For everyone's updated information.  This particular MTH loco has four pickup wheel assemblies.  Two on each truck.  As mentioned before, the 2016 model has a 14 1/4 back to front spacing, where the 2017, the one in question, has a 14 1/2 which seems to be the issue when a back to back attachment is confronted.  I learned last night a very important lesson about switch track in that dead spots are not only "dead spots", meaning spoken in gest, but real.  They are built in for safety to keep the engines from being fried.  One reply from last night mentioned MTH lack of coasting ability.  You're exactly right on that.  They don't.  When that engine reaches the "dead zone", it stops immediately, and the obvious lack of power input shuts down any PS3 cool engine sounds on demand.  So no, they don't coast.  They do hiccup.  I ran UP over the suspect zone last night at 8 smph, and as soon as that sweet spot hit the dead spot it "twitched" but kept going.  9 smph it never missed a beat.  I don't know if the truck assemblies are interchangeable but I'll investigate it.  Both engines are 19 1/2 long but when you match them toe to toe you can see that the pickup wheels have been reconfigured.

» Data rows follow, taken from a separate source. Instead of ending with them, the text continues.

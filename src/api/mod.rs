//! HTTP API handlers

use axum::{
    extract::{Query, State},
    http::StatusCode,
    response::IntoResponse,
    Json,
};
use serde::{Deserialize, Serialize};
use std::sync::Arc;
use std::time::Instant;

use crate::browse::{RootKind, TreeBuilder};
use crate::error::BrowseError;

/// Shared application state
#[derive(Clone)]
pub struct AppState {
    pub tree: Arc<TreeBuilder>,
    pub started: Instant,
}

impl AppState {
    pub fn new(tree: TreeBuilder) -> Self {
        Self {
            tree: Arc::new(tree),
            started: Instant::now(),
        }
    }
}

/// Error response
#[derive(Serialize)]
struct ErrorResponse {
    error: String,
}

/// General status response
#[derive(Serialize)]
pub struct StatusResponse {
    pub service: &'static str,
    pub version: &'static str,
    pub git_sha: &'static str,
    pub uptime_secs: u64,
    pub roots: Vec<RootKind>,
}

/// GET /status - Service health check
pub async fn status_handler(State(state): State<AppState>) -> Json<StatusResponse> {
    Json(StatusResponse {
        service: "ais-media-browser",
        version: env!("AMB_VERSION"),
        git_sha: env!("AMB_GIT_SHA"),
        uptime_secs: state.started.elapsed().as_secs(),
        roots: state.tree.roots(),
    })
}

/// Browse query; both fields optional, empty counts as absent
#[derive(Debug, Default, Deserialize)]
pub struct BrowseQuery {
    pub media_content_type: Option<String>,
    pub media_content_id: Option<String>,
}

fn non_empty(value: &Option<String>) -> Option<&str> {
    value.as_deref().filter(|v| !v.is_empty())
}

fn error_status(err: &BrowseError) -> StatusCode {
    match err {
        BrowseError::NotFound { .. } => StatusCode::NOT_FOUND,
        BrowseError::UpstreamFetch { .. } | BrowseError::MissingMediaInformation { .. } => {
            StatusCode::BAD_GATEWAY
        }
    }
}

/// GET /browse - One level of the media tree
pub async fn browse_handler(
    State(state): State<AppState>,
    Query(query): Query<BrowseQuery>,
) -> impl IntoResponse {
    let content_type = non_empty(&query.media_content_type);
    let node_id = non_empty(&query.media_content_id);

    match state.tree.browse(content_type, node_id).await {
        Ok(node) => (StatusCode::OK, Json(node)).into_response(),
        Err(e) => (
            error_status(&e),
            Json(ErrorResponse {
                error: e.to_string(),
            }),
        )
            .into_response(),
    }
}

One last thing that may throw a wrench in this or help, I hope for the best in all cases.  The two back to back switches are Remote, not Remote/Command.  Why do I care?  I have four Remote/Command right hand switches that make up a "snake" system that lets the trains exit from the outer most track to the inner most track.  From outer to inner, all four switches are interconnected, no 1 3/8 or 1 3/4 bridge track separating them.  I ran the UP through one way at 9 and it did fine.  I backed it through the other way at 5 and it did fine.  On the opposite side of the room, I have just the standard Remote switches, no programming possible.  I ran it through one way at 9, did fine, but at 5, as it reached the mid point between the outer track and track 2, it stopped between the two switches at the exact same spot it stops in the picture I sent.  What was so cool about it is that I said, "NOW" just a split second before it stopped.  You can set your watch by this phenomenon.

I have an answer to the question regarding the rubber tires.  As you look at the bottom of the engine from cab to rear, I am numbering the wheels from 1-12.  In this case, on both the 2017 and 2016 versions, wheels 5 and 6 on the front truck and 11 and 12 on the rear truck have rubber tires.  3 and 4, 9 and 10 are those special kind of solid wheels used for.....tracking?   Honestly folks I don't know what they are used for, it doesn't appear to be electrical pickup.  But other than those four oddball wheels, the rest are the typical cupped metal wheels designed to imitate what we see on trains today. 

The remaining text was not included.